It’s been a while since I blooged. So here I am, back to continue sharing our CF journey with you. Let me take you back to June 2022…
In June the day we’ve been dreading hit our home and all 5 of us tested positive for Covid. Of course, we went into panic mode but the CF team assured us that CF kids cope with Covid reasonably well and fortunately for us, this was the case. Genevieve suffered more recently with a case of bronchitis that she couldn’t shake, which required our first hospital at home care. This involved the hospital physio coming out daily to do her chest percussions, this helps to clear the lungs of think sticky mucous. It is very tricky with 3 toddlers to do this effectively myself.
After having Covid Genevieve and Penelope had a few other respiratory viruses but they were upper respiratory and we managed these at home.
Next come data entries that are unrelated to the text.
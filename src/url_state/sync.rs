use std::sync::{Arc, Mutex};

use reqwest::Url;
use tracing::debug;

use super::schema::{FilterSchema, FilterState};

/// The address bar, reduced to the query-string part.
pub trait History: Send + Sync {
    /// Current query string without the leading `?`.
    fn current_query(&self) -> String;
    /// Replace the current entry.
    fn replace_query(&self, query: &str);
    /// Add a new entry.
    fn push_query(&self, query: &str);
}

/// In-memory history. Records every entry so tests can tell a replace from
/// a push.
#[derive(Debug, Default, Clone)]
pub struct MemoryHistory {
    entries: Arc<Mutex<Vec<String>>>,
}

impl MemoryHistory {
    pub fn new() -> Self {
        Self::with_query("")
    }

    pub fn with_query(query: &str) -> Self {
        Self {
            entries: Arc::new(Mutex::new(vec![query.trim_start_matches('?').to_string()])),
        }
    }

    pub fn entries(&self) -> Vec<String> {
        self.entries
            .lock()
            .map(|e| e.clone())
            .unwrap_or_default()
    }
}

impl History for MemoryHistory {
    fn current_query(&self) -> String {
        self.entries
            .lock()
            .ok()
            .and_then(|e| e.last().cloned())
            .unwrap_or_default()
    }

    fn replace_query(&self, query: &str) {
        if let Ok(mut entries) = self.entries.lock() {
            match entries.last_mut() {
                Some(last) => *last = query.to_string(),
                None => entries.push(query.to_string()),
            }
        }
    }

    fn push_query(&self, query: &str) {
        if let Ok(mut entries) = self.entries.lock() {
            entries.push(query.to_string());
        }
    }
}

/// Split a query string into decoded pairs.
pub fn parse_query(query: &str) -> Vec<(String, String)> {
    let query = query.trim_start_matches('?');
    if query.is_empty() {
        return Vec::new();
    }
    match Url::parse(&format!("lines:///?{}", query)) {
        Ok(url) => url.query_pairs().into_owned().collect(),
        Err(_) => Vec::new(),
    }
}

/// Encode pairs as a query string (no leading `?`).
pub fn encode_query(pairs: &[(String, String)]) -> String {
    if pairs.is_empty() {
        return String::new();
    }
    let mut url = match Url::parse("lines:///") {
        Ok(url) => url,
        Err(_) => return String::new(),
    };
    url.query_pairs_mut().extend_pairs(pairs);
    url.query().unwrap_or_default().to_string()
}

pub fn read_from_url(schema: &FilterSchema, history: &dyn History) -> FilterState {
    let pairs = parse_query(&history.current_query());
    schema.parse_pairs(pairs.iter().map(|(k, v)| (k.as_str(), v.as_str())))
}

/// Mirror `state` into the address bar, replacing the current entry.
pub fn write_to_url(state: &FilterState, schema: &FilterSchema, history: &dyn History) {
    let query = encode_query(&schema.to_pairs(state));
    if history.current_query() != query {
        debug!(%query, "Replacing URL query");
        history.replace_query(&query);
    }
}

/// Two-way binding between one page's filters and the address bar.
///
/// The state is rehydrated from the URL on construction and written back
/// after every change, so the two agree whenever a call returns.
pub struct UrlSync {
    schema: FilterSchema,
    history: Arc<dyn History>,
    state: FilterState,
}

impl UrlSync {
    pub fn new(schema: FilterSchema, history: Arc<dyn History>) -> Self {
        let state = read_from_url(&schema, history.as_ref());
        Self {
            schema,
            history,
            state,
        }
    }

    pub fn state(&self) -> &FilterState {
        &self.state
    }

    pub fn schema(&self) -> &FilterSchema {
        &self.schema
    }

    /// Apply filter changes (resetting the page when a filter changed) and
    /// write the result to the URL.
    pub fn update(&mut self, changes: FilterState) -> &FilterState {
        self.state = self.schema.apply(&self.state, changes);
        write_to_url(&self.state, &self.schema, self.history.as_ref());
        &self.state
    }

    pub fn set_page(&mut self, page: i64) -> &FilterState {
        match self.schema.page_field().map(str::to_string) {
            Some(field) => self.update(FilterState::from_iter([(field, page.max(1))])),
            None => &self.state,
        }
    }

    pub fn clear_filters(&mut self) -> &FilterState {
        self.state = self.schema.defaults();
        write_to_url(&self.state, &self.schema, self.history.as_ref());
        &self.state
    }

    /// Re-read the URL, e.g. after back/forward navigation.
    pub fn reload(&mut self) -> &FilterState {
        self.state = read_from_url(&self.schema, self.history.as_ref());
        &self.state
    }
}

#[cfg(test)]
mod tests {
    use super::*;
    use crate::url_state::FilterValue;

    fn schema() -> FilterSchema {
        FilterSchema::new().page("page").field("category", "")
    }

    #[test]
    fn test_read_from_url() {
        let history = MemoryHistory::with_query("?category=AI&page=2");
        let state = read_from_url(&schema(), &history);
        assert_eq!(state.str("category"), "AI");
        assert_eq!(state.int("page"), Some(2));
    }

    #[test]
    fn test_all_defaults_write_empty_query() {
        let history = MemoryHistory::with_query("category=AI");
        write_to_url(&schema().defaults(), &schema(), &history);
        assert_eq!(history.current_query(), "");
    }

    #[test]
    fn test_write_replaces_instead_of_pushing() {
        let history = Arc::new(MemoryHistory::new());
        let mut sync = UrlSync::new(schema(), history.clone());
        sync.update(FilterState::from_iter([("category", "science")]));
        sync.set_page(3);
        assert_eq!(history.entries(), vec!["page=3&category=science".to_string()]);
    }

    #[test]
    fn test_values_are_percent_encoded() {
        let history = Arc::new(MemoryHistory::new());
        let mut sync = UrlSync::new(FilterSchema::new().field("search", ""), history.clone());
        sync.update(FilterState::from_iter([("search", "large models & agents")]));
        assert_eq!(history.current_query(), "search=large+models+%26+agents");

        let reread = read_from_url(sync.schema(), history.as_ref());
        assert_eq!(reread.str("search"), "large models & agents");
    }

    #[test]
    fn test_clear_filters_restores_defaults() {
        let history = Arc::new(MemoryHistory::with_query("category=tech&page=4"));
        let mut sync = UrlSync::new(schema(), history.clone());
        assert_eq!(sync.state().int("page"), Some(4));
        sync.clear_filters();
        assert_eq!(sync.state(), &schema().defaults());
        assert_eq!(history.current_query(), "");
    }

    #[test]
    fn test_reload_follows_navigation() {
        let history = Arc::new(MemoryHistory::new());
        let mut sync = UrlSync::new(schema(), history.clone());
        history.push_query("category=AI");
        assert_eq!(sync.reload().get("category"), Some(&FilterValue::Str("AI".into())));
    }

    #[test]
    fn test_parse_query_handles_empty() {
        assert!(parse_query("").is_empty());
        assert!(parse_query("?").is_empty());
    }
}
We had a household full of sick little girls . Rhinovirus and a chest infection.
Our most recent visit to the CF clinic saw the girls having chest x-rays, sputum tests and blood tests. It was discovered that Penelope has a slightly collapsed lung and a follow up x-ray showed it had not changed. The specialist isn’t overly concerned as she is well so we will just be monitoring it.
I often fundraise for CFSA and use my social media as a platform to help raise awareness and will be starting up a blog about our CF journey too. This year I launched my website for my little business ‘It’s A Twin Thing’, which I am honoured to have Cystic Fibrosis SA logo on.
While our day-to-day life seems ordinary to us, it certainly has its extra challenges and stresses. I choose to be active in the CF community, spreading awareness, fundraising and advocating for my precious CF twins.